* DESCRIPTION OF THE TASK: If a line in the records below contains the word "cloned", copy it.

━━━━━━━━━━━━━━━━━━━━

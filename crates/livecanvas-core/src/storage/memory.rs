//! In-memory storage implementation.

use super::{BoxFuture, Storage, StorageError, StorageResult};
use std::collections::HashMap;
use std::sync::RwLock;

/// In-memory storage for testing and ephemeral servers.
#[derive(Default)]
pub struct MemoryStorage {
    snapshots: RwLock<HashMap<String, Vec<u8>>>,
}

impl MemoryStorage {
    /// Create a new empty memory storage.
    pub fn new() -> Self {
        Self::default()
    }
}

fn lock_error(e: impl std::fmt::Display) -> StorageError {
    StorageError::Other(format!("Lock error: {}", e))
}

impl Storage for MemoryStorage {
    fn save(&self, id: &str, snapshot: &[u8]) -> BoxFuture<'_, StorageResult<()>> {
        let id = id.to_string();
        let snapshot = snapshot.to_vec();
        Box::pin(async move {
            let mut snapshots = self.snapshots.write().map_err(lock_error)?;
            snapshots.insert(id, snapshot);
            Ok(())
        })
    }

    fn load(&self, id: &str) -> BoxFuture<'_, StorageResult<Vec<u8>>> {
        let id = id.to_string();
        Box::pin(async move {
            let snapshots = self.snapshots.read().map_err(lock_error)?;
            snapshots.get(&id).cloned().ok_or(StorageError::NotFound(id))
        })
    }

    fn delete(&self, id: &str) -> BoxFuture<'_, StorageResult<()>> {
        let id = id.to_string();
        Box::pin(async move {
            let mut snapshots = self.snapshots.write().map_err(lock_error)?;
            snapshots.remove(&id);
            Ok(())
        })
    }

    fn list(&self) -> BoxFuture<'_, StorageResult<Vec<String>>> {
        Box::pin(async move {
            let snapshots = self.snapshots.read().map_err(lock_error)?;
            Ok(snapshots.keys().cloned().collect())
        })
    }

    fn exists(&self, id: &str) -> BoxFuture<'_, StorageResult<bool>> {
        let id = id.to_string();
        Box::pin(async move {
            let snapshots = self.snapshots.read().map_err(lock_error)?;
            Ok(snapshots.contains_key(&id))
        })
    }
}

━━━━━━━━━━━━━━━━━━━━

* EXERCISE SOLUTION:
            snapshots.get(&id).cloned().ok_or(StorageError::NotFound(id))
            Ok(snapshots.keys().cloned().collect())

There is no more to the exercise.